Yes, we found relatives who didn’t even know that their father or grandfather had been in a concentration camp. After the war nobody talked about it. For example, there was a daughter who felt she could have helped her father if only she had known about it. He had kept the whole story secret from his family because it was too painful for him. When we returned his watch to her, we brought the whole story back to her. The grandson of a man who was in the resistance told me in a phone call we had later: “The wallet is an ugly thing, but it was one of the last things he ever held in his hands so it has a place of honor in my living room.” For many people, these objects are of great value.


The personal effects of Maarten Vrolijk return to the Amersfoort memorial. His niece presents them to Floris van Dijk, who is Head of Research there. Maarten was a student resistance fighter.

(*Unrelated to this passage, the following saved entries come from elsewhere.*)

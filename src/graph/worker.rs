//! Thread workers: a dedicated OS thread per task with start/stop/wait.
//!
//! Two specializations share one lifecycle:
//!
//! - [`LoopedWorker`] calls [`LoopTask::iterate`] until asked to stop,
//!   checking the stop flag between iterations.
//! - [`CallFunctionWorker`] runs a callable once to completion.
//!
//! Stopping is cooperative. `stop()` raises a flag and disconnects the stop
//! channel so any [`StopToken::sleep`] in progress returns at once; an
//! iteration already running is allowed to finish.

use crate::graph::error::WorkerError;
use crate::graph::sync::lock;
use crossbeam_channel::{bounded, Receiver, RecvTimeoutError, Sender};
use std::sync::atomic::{AtomicBool, AtomicU8, Ordering};
use std::sync::{Arc, Condvar, Mutex};
use std::thread::{self, JoinHandle};
use std::time::{Duration, Instant};

/// Below this, [`StopToken::sleep_until`] spins instead of sleeping.
const SPIN_THRESHOLD: Duration = Duration::from_millis(2);

/// Lifecycle state of a worker.
#[derive(Debug, Clone, Copy, PartialEq, Eq)]
#[repr(u8)]
pub enum WorkerState {
    Stopped = 0,
    Running = 1,
    /// Stop requested, thread not yet exited.
    Stopping = 2,
}

impl WorkerState {
    fn from_u8(v: u8) -> Self {
        match v {
            1 => WorkerState::Running,
            2 => WorkerState::Stopping,
            _ => WorkerState::Stopped,
        }
    }
}

struct Shared {
    state: AtomicU8,
    stop_requested: AtomicBool,
    exit_lock: Mutex<()>,
    exited: Condvar,
}

impl Shared {
    fn state(&self) -> WorkerState {
        WorkerState::from_u8(self.state.load(Ordering::Acquire))
    }

    fn set_state(&self, state: WorkerState) {
        self.state.store(state as u8, Ordering::Release);
    }
}

/// Marks the worker stopped when the thread body returns or unwinds.
struct ExitGuard(Arc<Shared>);

impl Drop for ExitGuard {
    fn drop(&mut self) {
        let _guard = lock(&self.0.exit_lock);
        self.0.set_state(WorkerState::Stopped);
        self.0.exited.notify_all();
    }
}

/// Handed to the task so it can observe stop requests and sleep interruptibly.
pub struct StopToken {
    shared: Arc<Shared>,
    stop_rx: Receiver<()>,
}

impl StopToken {
    pub fn is_stop_requested(&self) -> bool {
        self.shared.stop_requested.load(Ordering::Acquire)
    }

    /// Sleep for `duration`. Returns `false` if a stop was requested meanwhile.
    pub fn sleep(&self, duration: Duration) -> bool {
        self.sleep_until(Instant::now() + duration)
    }

    /// Sleep until `deadline`, spinning for the last couple of milliseconds
    /// for sub-millisecond accuracy. Returns `false` on stop.
    pub fn sleep_until(&self, deadline: Instant) -> bool {
        loop {
            if self.is_stop_requested() {
                return false;
            }
            let now = Instant::now();
            if now >= deadline {
                return true;
            }
            let remaining = deadline - now;
            if remaining > SPIN_THRESHOLD {
                match self
                    .stop_rx
                    .recv_timeout(remaining - Duration::from_millis(1))
                {
                    Err(RecvTimeoutError::Timeout) => continue,
                    Ok(()) | Err(RecvTimeoutError::Disconnected) => return false,
                }
            }
            while Instant::now() < deadline {
                if self.is_stop_requested() {
                    return false;
                }
                std::hint::spin_loop();
            }
            return true;
        }
    }

    /// Becomes ready (disconnected) once a stop is requested. For `select!`.
    pub fn stop_receiver(&self) -> &Receiver<()> {
        &self.stop_rx
    }
}

/// Lifecycle shared by both worker kinds.
struct WorkerCore {
    name: String,
    shared: Arc<Shared>,
    stop_tx: Option<Sender<()>>,
    handle: Option<JoinHandle<()>>,
}

impl WorkerCore {
    fn new(name: impl Into<String>) -> Self {
        Self {
            name: name.into(),
            shared: Arc::new(Shared {
                state: AtomicU8::new(WorkerState::Stopped as u8),
                stop_requested: AtomicBool::new(false),
                exit_lock: Mutex::new(()),
                exited: Condvar::new(),
            }),
            stop_tx: None,
            handle: None,
        }
    }

    fn spawn(&mut self, body: impl FnOnce(StopToken) + Send + 'static) -> Result<(), WorkerError> {
        match self.shared.state() {
            WorkerState::Running => {
                tracing::warn!("Worker '{}' start ignored: already running", self.name);
                return Err(WorkerError::AlreadyRunning(self.name.clone()));
            }
            WorkerState::Stopping => self.join(),
            WorkerState::Stopped => {}
        }
        // Reap a thread that exited on its own.
        self.join();

        let (stop_tx, stop_rx) = bounded(1);
        let token = StopToken {
            shared: self.shared.clone(),
            stop_rx,
        };
        self.shared.stop_requested.store(false, Ordering::Release);
        self.shared.set_state(WorkerState::Running);

        let guard_shared = self.shared.clone();
        let spawned = thread::Builder::new()
            .name(self.name.clone())
            .spawn(move || {
                let _guard = ExitGuard(guard_shared);
                body(token);
            });

        match spawned {
            Ok(handle) => {
                self.stop_tx = Some(stop_tx);
                self.handle = Some(handle);
                tracing::info!("Worker '{}' started", self.name);
                Ok(())
            }
            Err(source) => {
                self.shared.set_state(WorkerState::Stopped);
                tracing::error!("Failed to spawn worker '{}': {}", self.name, source);
                Err(WorkerError::Spawn {
                    name: self.name.clone(),
                    source,
                })
            }
        }
    }

    fn stop(&mut self, blocking: bool) {
        if self.shared.state() == WorkerState::Stopped && self.handle.is_none() {
            tracing::warn!("Worker '{}' stop ignored: not running", self.name);
            return;
        }
        self.shared.stop_requested.store(true, Ordering::Release);
        let _ = self.shared.state.compare_exchange(
            WorkerState::Running as u8,
            WorkerState::Stopping as u8,
            Ordering::AcqRel,
            Ordering::Acquire,
        );
        // Disconnecting wakes every pending and future recv on the token.
        self.stop_tx.take();

        if blocking {
            self.join();
            tracing::info!("Worker '{}' stopped", self.name);
        } else {
            tracing::debug!("Worker '{}' stop requested", self.name);
        }
    }

    fn join(&mut self) {
        if let Some(handle) = self.handle.take() {
            if handle.join().is_err() {
                tracing::error!("Worker '{}' thread panicked", self.name);
            }
        }
    }

    fn wait(&self) {
        let mut guard = lock(&self.shared.exit_lock);
        while self.shared.state() != WorkerState::Stopped {
            guard = self
                .shared
                .exited
                .wait(guard)
                .unwrap_or_else(std::sync::PoisonError::into_inner);
        }
    }

    fn wait_timeout(&self, timeout: Duration) -> bool {
        let deadline = Instant::now() + timeout;
        let mut guard = lock(&self.shared.exit_lock);
        while self.shared.state() != WorkerState::Stopped {
            let Some(remaining) = deadline.checked_duration_since(Instant::now()) else {
                return false;
            };
            let (next, _) = self
                .shared
                .exited
                .wait_timeout(guard, remaining)
                .unwrap_or_else(std::sync::PoisonError::into_inner);
            guard = next;
        }
        true
    }
}

impl Drop for WorkerCore {
    fn drop(&mut self) {
        match self.shared.state() {
            WorkerState::Running => {
                tracing::error!(
                    "Worker '{}' dropped while running; stopping it first",
                    self.name
                );
                self.stop(true);
            }
            // A non-blocking stop already went out; only reap the thread.
            WorkerState::Stopping | WorkerState::Stopped => self.join(),
        }
    }
}

/// A task run repeatedly by a [`LoopedWorker`].
pub trait LoopTask: Send + 'static {
    /// Called on the worker thread before the first iteration.
    fn on_start(&mut self) {}

    /// One iteration. Long waits should go through `stop` so they end on stop.
    fn iterate(&mut self, stop: &StopToken);

    /// Called on the worker thread after the last iteration.
    fn on_stop(&mut self) {}
}

/// Worker that runs a [`LoopTask`] until stopped. Restartable.
pub struct LoopedWorker<T: LoopTask> {
    core: WorkerCore,
    task: Arc<Mutex<T>>,
}

impl<T: LoopTask> LoopedWorker<T> {
    pub fn new(name: impl Into<String>, task: T) -> Self {
        Self {
            core: WorkerCore::new(name),
            task: Arc::new(Mutex::new(task)),
        }
    }

    pub fn name(&self) -> &str {
        &self.core.name
    }

    pub fn start(&mut self) -> Result<(), WorkerError> {
        let task = self.task.clone();
        self.core.spawn(move |token| {
            let mut task = lock(&task);
            task.on_start();
            while !token.is_stop_requested() {
                task.iterate(&token);
            }
            task.on_stop();
        })
    }

    /// Request a stop; with `blocking`, return only after the thread exited.
    pub fn stop(&mut self, blocking: bool) {
        self.core.stop(blocking);
    }

    pub fn state(&self) -> WorkerState {
        self.core.shared.state()
    }

    pub fn is_running(&self) -> bool {
        self.state() == WorkerState::Running
    }

    /// Block until the thread has exited.
    pub fn wait(&self) {
        self.core.wait();
    }

    /// Like [`wait`](Self::wait) with a timeout. Returns whether the thread exited.
    pub fn wait_timeout(&self, timeout: Duration) -> bool {
        self.core.wait_timeout(timeout)
    }

    /// Access the task. Blocks while the worker is running.
    pub fn with_task<R>(&self, f: impl FnOnce(&mut T) -> R) -> R {
        f(&mut lock(&self.task))
    }
}

type CallFn<R> = dyn Fn(&StopToken) -> R + Send + Sync;

/// Worker that runs a callable once per `start()`, then stops by itself.
pub struct CallFunctionWorker<R: Send + 'static> {
    core: WorkerCore,
    func: Arc<CallFn<R>>,
    result: Arc<Mutex<Option<R>>>,
}

impl<R: Send + 'static> CallFunctionWorker<R> {
    pub fn new(
        name: impl Into<String>,
        func: impl Fn(&StopToken) -> R + Send + Sync + 'static,
    ) -> Self {
        Self {
            core: WorkerCore::new(name),
            func: Arc::new(func),
            result: Arc::new(Mutex::new(None)),
        }
    }

    pub fn name(&self) -> &str {
        &self.core.name
    }

    pub fn start(&mut self) -> Result<(), WorkerError> {
        let func = self.func.clone();
        let result = self.result.clone();
        self.core.spawn(move |token| {
            let value = func(&token);
            *lock(&result) = Some(value);
        })
    }

    pub fn stop(&mut self, blocking: bool) {
        self.core.stop(blocking);
    }

    pub fn state(&self) -> WorkerState {
        self.core.shared.state()
    }

    pub fn is_running(&self) -> bool {
        self.state() == WorkerState::Running
    }

    pub fn wait(&self) {
        self.core.wait();
    }

    pub fn wait_timeout(&self, timeout: Duration) -> bool {
        self.core.wait_timeout(timeout)
    }

    /// Result of the last completed run, if not yet taken.
    pub fn take_result(&self) -> Option<R> {
        lock(&self.result).take()
    }
}
//! FnStep: a step backed by a closure.
//!
//! Lets callers build one-off steps without a dedicated type, mostly for
//! tests and quick experiments.

use crate::graph::data::{DataType, DataValue};
use crate::graph::error::ComputeError;
use crate::graph::slot::SlotDescriptor;
use crate::graph::step::{CycleInfo, Step, StepContext};

type ComputeFn = dyn FnMut(&mut StepContext<'_>) -> Result<(), ComputeError> + Send;

pub struct FnStep {
    name: String,
    slots: Vec<SlotDescriptor>,
    func: Box<ComputeFn>,
}

impl FnStep {
    pub fn new(
        name: impl Into<String>,
        slots: Vec<SlotDescriptor>,
        func: impl FnMut(&mut StepContext<'_>) -> Result<(), ComputeError> + Send + 'static,
    ) -> Self {
        Self {
            name: name.into(),
            slots,
            func: Box::new(func),
        }
    }

    /// A source with a single scalar output named `value`.
    pub fn source(
        name: impl Into<String>,
        mut func: impl FnMut(&CycleInfo) -> Result<DataValue, ComputeError> + Send + 'static,
    ) -> Self {
        Self::new(
            name,
            vec![SlotDescriptor::output("value", DataType::Scalar)],
            move |ctx| {
                let value = func(ctx.cycle())?;
                ctx.set_output("value", value)
            },
        )
    }

    /// Scalar `input` to scalar `output` through `func(input, dt_secs)`.
    pub fn map(
        name: impl Into<String>,
        mut func: impl FnMut(f64, f64) -> Result<f64, ComputeError> + Send + 'static,
    ) -> Self {
        Self::new(
            name,
            vec![
                SlotDescriptor::input("input", DataType::Scalar),
                SlotDescriptor::output("output", DataType::Scalar),
            ],
            move |ctx| {
                let x = ctx.scalar("input")?;
                let y = func(x, ctx.dt_secs())?;
                ctx.set_output("output", y)
            },
        )
    }
}

impl Step for FnStep {
    fn type_name(&self) -> &str {
        &self.name
    }

    fn declare_slots(&self) -> Vec<SlotDescriptor> {
        self.slots.clone()
    }

    fn compute(&mut self, ctx: &mut StepContext<'_>) -> Result<(), ComputeError> {
        (self.func)(ctx)
    }
}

He died aged 22 in Sandbostel camp. There is no grave commemorating his death. For Maarten‘s family, the ceremony to mark the return of his effects felt like a belated funeral. In the background of the photo are volunteers Ellen de Visser and René Veldhuizen (center). Photo: Amersfoort memorial


Are all the relatives – Dutch young people in particular – interested in the past?

I think there is a growing interest in Nazi history and in the past. None of those prisoners talked about it themselves. But now their children and grandchildren, like me, want to find out what happened. When I visit archives, which I often do for the project, I find they are full of visitors. When I arrange dates to return objects to families, lots of grandchildren come and ask many, many questions.


Do you think you will eventually find all the families?

I think we will come very close for the objects stored in Arolsen. But it’s going to be difficult to find the families of the owners of all the effects in the Dutch archives in Amersfoort. There are two boxes full of envelopes with handwriting on them. Sometimes we can’t even decipher the letters. We have four wedding rings with inscriptions, but we don’t know who owned them, even though we’ve done everything we could to find out. I’m afraid some things will never be returned. But I think if we know we’ve done everything we can to find the relatives, it’s going to be all right in the end.